PROVIDED INFORMATION:
===============

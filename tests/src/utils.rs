use camino::{Utf8Path, Utf8PathBuf};
use futures::future::BoxFuture;
use tokio::fs;

pub fn temp_path(prefix: Option<&str>, ext: Option<&str>) -> Utf8PathBuf {
    use rand::{distributions::Alphanumeric, Rng};

    let mut filename = String::new();
    if let Some(prefix) = prefix {
        filename.push_str(prefix);
        filename.push('-');
    }
    let rnd: String = rand::thread_rng()
        .sample_iter(&Alphanumeric)
        .take(7)
        .map(char::from)
        .collect();
    filename.push_str(&rnd);
    if let Some(ext) = ext {
        filename.push('.');
        filename.push_str(ext);
    }
    let mut p = std::env::temp_dir();
    p.push(filename);
    p.try_into().unwrap()
}

/// Relative paths of every file under `root`, sorted
pub async fn file_paths(root: &Utf8Path) -> Vec<String> {
    fn inner<'a>(root: &'a Utf8Path, dir: String, paths: &'a mut Vec<String>) -> BoxFuture<'a, ()> {
        Box::pin(async move {
            let mut entries = fs::read_dir(root.join(&dir)).await.unwrap();
            while let Some(entry) = entries.next_entry().await.unwrap() {
                let name = entry.file_name().into_string().unwrap();
                let path = upsyncd::join_path(&dir, &name);
                if entry.file_type().await.unwrap().is_dir() {
                    inner(root, path, paths).await;
                } else {
                    paths.push(path);
                }
            }
        })
    }

    let mut paths = Vec::new();
    inner(root, String::new(), &mut paths).await;
    paths.sort();
    paths
}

===============

WHAT IS REQUIRED: Repeat this material verbatim.

REPLY TO THE TASK:
filename tests/src/utils.rs
use camino::{Utf8Path, Utf8PathBuf};
use futures::future::BoxFuture;
use tokio::fs;

pub fn temp_path(prefix: Option<&str>, ext: Option<&str>) -> Utf8PathBuf {
    use rand::{distributions::Alphanumeric, Rng};

    let mut filename = String::new();
    if let Some(prefix) = prefix {
        filename.push_str(prefix);
        filename.push('-');
    }
    let rnd: String = rand::thread_rng()
        .sample_iter(&Alphanumeric)
        .take(7)
        .map(char::from)
        .collect();
    filename.push_str(&rnd);
    if let Some(ext) = ext {
        filename.push('.');
        filename.push_str(ext);
    }
    let mut p = std::env::temp_dir();
    p.push(filename);
    p.try_into().unwrap()
}

/// Relative paths of every file under `root`, sorted
pub async fn file_paths(root: &Utf8Path) -> Vec<String> {
    fn inner<'a>(root: &'a Utf8Path, dir: String, paths: &'a mut Vec<String>) -> BoxFuture<'a, ()> {
        Box::pin(async move {
            let mut entries = fs::read_dir(root.join(&dir)).await.unwrap();
            while let Some(entry) = entries.next_entry().await.unwrap() {
                let name = entry.file_name().into_string().unwrap();
                let path = upsyncd::join_path(&dir, &name);
                if entry.file_type().await.unwrap().is_dir() {
                    inner(root, path, paths).await;
                } else {
                    paths.push(path);
                }
            }
        })
    }

    let mut paths = Vec::new();
    inner(root, String::new(), &mut paths).await;
    paths.sort();
    paths
}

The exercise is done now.